# Pittsy's Adams Detail Spray Review



## WHIZZER (Oct 25, 2005)

Posted on behalf of Pittsy

*Pittsy's Adams Detail Spray Review*

I recently brought a Big Yellow drying towel bundled with some Adams Detail Spray from Prestige Car Care, i was really impressed with the Big Yellow towel (please see separate review in this section) so was keen to try the Detail Spray :thumb:

It was a lovely morning although a bit hot for car cleaning so i thought it would be a good test for the Detail Spray as a drying aid then as a QD

*The product:*

The product arrived in a good quality 500ml PET bottle with a decent spray head, the actual liquid is a really vivid pink colour and smells really nice, not sure what the scent is but its really good :thumb:

The other thing that struck me was the quality of the label both in design and the fact that all the pertinant information is given.

Prestige Car Care say:

*Enhance Gloss, Depth, & Shine 
Extends Protection with NEW Wax Boosting Technology 
Still Easy to Use, with No Streaking or Residues 
Enjoy the Amazing Scent While You Clean and Add Shine!
*

Ok pretty standard blurb but good enough ....

*The Method:*

My car was pretty minging after being neglected for 2 weeks so a good wash was in order, the weather was nice and sunny with a few whispy clouds and the temperature was around the 18deg mark so nice and warm (possibly a bit warm for car cleaning tbh but there you go...)

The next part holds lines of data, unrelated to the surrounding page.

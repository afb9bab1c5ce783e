pub mod dispatcher;
pub mod fetch;
pub mod handler;
pub mod scene;
pub mod settings;
pub mod viewport;
pub mod visualization;

pub use dispatcher::{
    Dispatch, DispatcherSettings, Gesture, InteractionDispatcher, PointerInput, PointerTarget,
};
pub use fetch::{
    ExpansionReply, ExpansionRequest, InMemoryFetcher, NeighbourFetcher, ThreadedFetcher,
};
pub use handler::GraphEventHandler;
pub use scene::{MenuItemShape, NodeShape, RecordingSink, RelationshipShape, RenderSink, Scene};
pub use settings::VisualizationSettings;
pub use viewport::Viewport;
pub use visualization::Visualization;

use crossbeam_channel::Receiver;
use graphlens_core::{QueryResult, RawRelationship};
use graphlens_events::{EventBus, GraphEvent, InteractionEvent, LegendItem, SelectedItem};
use graphlens_graph::{Node, Vec2};
use std::time::Instant;

const ZOOM_MODIFIER_HINT: &str = "Hold Ctrl or Cmd while scrolling to zoom";

/// Interactive graph view: pointer input in, frames and host events out.
pub struct GraphView {
    settings: VisualizationSettings,
    visualization: Visualization,
    dispatcher: InteractionDispatcher,
    handler: GraphEventHandler,
    bus: EventBus,
    hovered: PointerTarget,
    zoom_hint_shown: bool,
    /// Relationships that complete the picture among loaded nodes.
    completion: Vec<RawRelationship>,
}

impl GraphView {
    pub fn new(
        settings: VisualizationSettings,
        width: f32,
        height: f32,
        fetcher: Box<dyn NeighbourFetcher>,
    ) -> Self {
        let bus = EventBus::new();
        let mut handler = GraphEventHandler::new(bus.clone(), fetcher, settings.max_neighbours);
        handler.set_auto_complete(settings.auto_complete_relationships);
        Self {
            visualization: Visualization::new(&settings, width, height),
            dispatcher: InteractionDispatcher::new(DispatcherSettings::from(&settings)),
            handler,
            bus,
            hovered: PointerTarget::Canvas,
            zoom_hint_shown: false,
            completion: Vec::new(),
            settings,
        }
    }

    pub fn settings(&self) -> &VisualizationSettings {
        &self.settings
    }

    pub fn visualization(&self) -> &Visualization {
        &self.visualization
    }

    pub fn visualization_mut(&mut self) -> &mut Visualization {
        &mut self.visualization
    }

    pub fn handler(&self) -> &GraphEventHandler {
        &self.handler
    }

    pub fn selected_item(&self) -> &SelectedItem {
        self.handler.selected_item()
    }

    pub fn set_render_sink(&mut self, sink: Box<dyn RenderSink>) {
        self.visualization.set_render_sink(sink);
    }

    /// Receiver of host events. Every clone sees each event once in total.
    pub fn events(&self) -> Receiver<GraphEvent> {
        self.bus.receiver()
    }

    pub fn drain_events(&self) -> Vec<GraphEvent> {
        self.bus.drain()
    }

    /// Replace the graph with a fresh query result.
    ///
    /// `completion` holds relationships among the result's nodes that the
    /// query itself did not return.
    pub fn load(&mut self, result: QueryResult, completion: &[RawRelationship]) {
        let total = result.nodes.len();
        let limit = self.settings.initial_node_display;

        let model = self.visualization.model_mut();
        model.reset_graph();
        model.add_nodes(result.nodes.iter().take(limit).map(Node::from_raw));
        let explicit = model.map_relationships(&result.relationships);
        model.add_relationships(explicit);
        self.completion = completion.to_vec();
        if self.settings.auto_complete_relationships {
            let internal = model.map_relationships(&self.completion);
            model.add_internal_relationships(internal);
        }
        tracing::info!(
            "Loaded {} nodes and {} relationships",
            model.node_count(),
            model.relationship_count()
        );

        if total > limit {
            self.handler.status_message(format!(
                "Not all return nodes are being displayed due to the initial node display setting. Only first {} of {} nodes are displayed.",
                limit, total
            ));
        }
        self.visualization.precompute();
        self.handler.graph_model_changed(&self.visualization);
    }

    pub fn set_auto_complete(&mut self, enabled: bool) {
        self.settings.auto_complete_relationships = enabled;
        self.handler.set_auto_complete(enabled);
        let model = self.visualization.model_mut();
        if enabled {
            let internal = model.map_relationships(&self.completion);
            model.add_internal_relationships(internal);
        } else {
            let pruned = model.prune_internal_relationships();
            tracing::debug!("Pruned {} internal relationships", pruned);
        }
        self.visualization.graph_changed();
        self.handler.graph_model_changed(&self.visualization);
    }

    /// Feed a domain event directly, bypassing pointer translation.
    pub fn handle_event(&mut self, event: InteractionEvent) {
        self.handler.handle(&mut self.visualization, event);
    }

    /// Run the simulation to rest synchronously and draw one frame.
    pub fn settle(&mut self) {
        self.visualization.precompute();
    }

    fn dispatch(&mut self, dispatches: Vec<Dispatch>) {
        for dispatch in dispatches {
            match dispatch {
                Dispatch::Event(event) => self.handler.handle(&mut self.visualization, event),
                Dispatch::Gesture(gesture) => self.apply_gesture(gesture),
            }
        }
    }

    fn apply_gesture(&mut self, gesture: Gesture) {
        let vis = &mut self.visualization;
        match gesture {
            Gesture::DragStarted { node_id, pos } => vis.drag_started(&node_id, pos),
            Gesture::DragMoved { node_id, pos } => vis.drag_moved(&node_id, pos),
            Gesture::DragEnded { node_id } => vis.drag_ended(&node_id),
            Gesture::Pan { delta } => vis.pan_by(delta),
            Gesture::Zoom { factor, anchor } => vis.zoom_at(factor, anchor),
            Gesture::ZoomNeedsModifier => {
                if !self.zoom_hint_shown {
                    self.zoom_hint_shown = true;
                    self.handler.status_message(ZOOM_MODIFIER_HINT);
                }
            }
            Gesture::HoverChanged { target, entered } => match target {
                PointerTarget::Node(id) => vis.hover_node(&id, entered),
                PointerTarget::Relationship(id) => vis.hover_relationship(&id, entered),
                PointerTarget::MenuItem { .. } | PointerTarget::Canvas => {}
            },
        }
    }

    fn input(&mut self, input: PointerInput) {
        let dispatches = self.dispatcher.handle(input);
        self.dispatch(dispatches);
    }

    pub fn pointer_down(&mut self, pos: Vec2, at: Instant) {
        let target = self.visualization.hit_test(pos);
        self.input(PointerInput::Down { target, pos, at });
    }

    /// Pointer moved. Hover enter and leave are derived by hit testing, except
    /// while dragging.
    pub fn pointer_move(&mut self, pos: Vec2, at: Instant) {
        if !self.dispatcher.is_dragging() {
            let target = self.visualization.hit_test(pos);
            if target != self.hovered {
                let previous = std::mem::replace(&mut self.hovered, target.clone());
                if previous != PointerTarget::Canvas {
                    self.input(PointerInput::Out {
                        target: previous,
                        at,
                    });
                }
                if target != PointerTarget::Canvas {
                    self.input(PointerInput::Over { target, at });
                }
            }
        }
        self.input(PointerInput::Move { pos, at });
    }

    pub fn pointer_up(&mut self, pos: Vec2, at: Instant) {
        self.input(PointerInput::Up { pos, at });
    }

    pub fn wheel(&mut self, delta: f32, modifier: bool, pos: Vec2, at: Instant) {
        self.input(PointerInput::Wheel {
            delta,
            modifier,
            pos,
            at,
        });
    }

    /// Drive timers, expansion replies and the simulation. Returns whether a
    /// frame was drawn by the simulation.
    pub fn poll(&mut self, now: Instant) -> bool {
        let due = self.dispatcher.poll(now);
        self.dispatch(due);
        self.handler.poll_expansions(&mut self.visualization);
        self.visualization.tick()
    }

    /// Whether the host should keep calling [`GraphView::poll`].
    pub fn is_animating(&self) -> bool {
        self.visualization.simulation().is_running() || self.dispatcher.next_deadline().is_some()
    }

    pub fn legend_item_selected(&mut self, item: LegendItem) {
        self.handler.legend_item_selected(item);
    }

    pub fn zoom_in(&mut self) {
        self.visualization.zoom_in();
    }

    pub fn zoom_out(&mut self) {
        self.visualization.zoom_out();
    }

    pub fn zoom_to_fit(&mut self) {
        self.visualization.zoom_to_fit();
    }

    pub fn resize(&mut self, width: f32, height: f32) {
        self.visualization.resize(width, height);
    }
}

The normal drill was followed using snow foam then a 2 bucket wash leaving a nice clean finish.



But obviously the panels were wet so here goes the 1st part of the test....

2 sprays were applied to the folded Big Yellow towel then a couple of sprays to the panel as suggested



Now this delivered some really great results with the panel coming up completely dry :thumb:



The trend continued around the entire car with each panel coming up bone dry, wicked :thumb:

Even on glass which i was sceptical about it really worked well with no smearing, just a nice dry surface.



Now i was really happy with the performance of the Adams Detail spray as a drying aid, as some of you guys know when you have a black car, especially in the summer you need all the help you can get.

But even using the spray there was some small areas of water spotting left which needed some attention so the 2nd half of the test started using the Detail Spray as a QD...



Water spots behind the door handles were dealt with easily using a plush MF towel and a couple of squirts, really impressive results and the out come was the same on Chrome trim leaving no smears anywhere.:thumb:



The whole car was given a light going over and the panels looked really glossy and clean.



And the bottom picture shows the amount used on the car (which is pretty big) so it should represent good value for money.

*Price:*

£12.99 from here: http://www.prestigecarcareshop.com/store/p91/Adam's_Detail_Spray_.html

*Would i use it again?:*

Yup, really good stuff as both a QD and a drying aid

*Conclusion:*

Adams Detail Spray is a really capable Qd and Drying aid and is highly recommended, it smells loverly, doesnt smear even in sunny conditions and should be pretty good value.

*My advice would be give it a go, it is as good as some of the competition and is worth trying :thumb:*


----------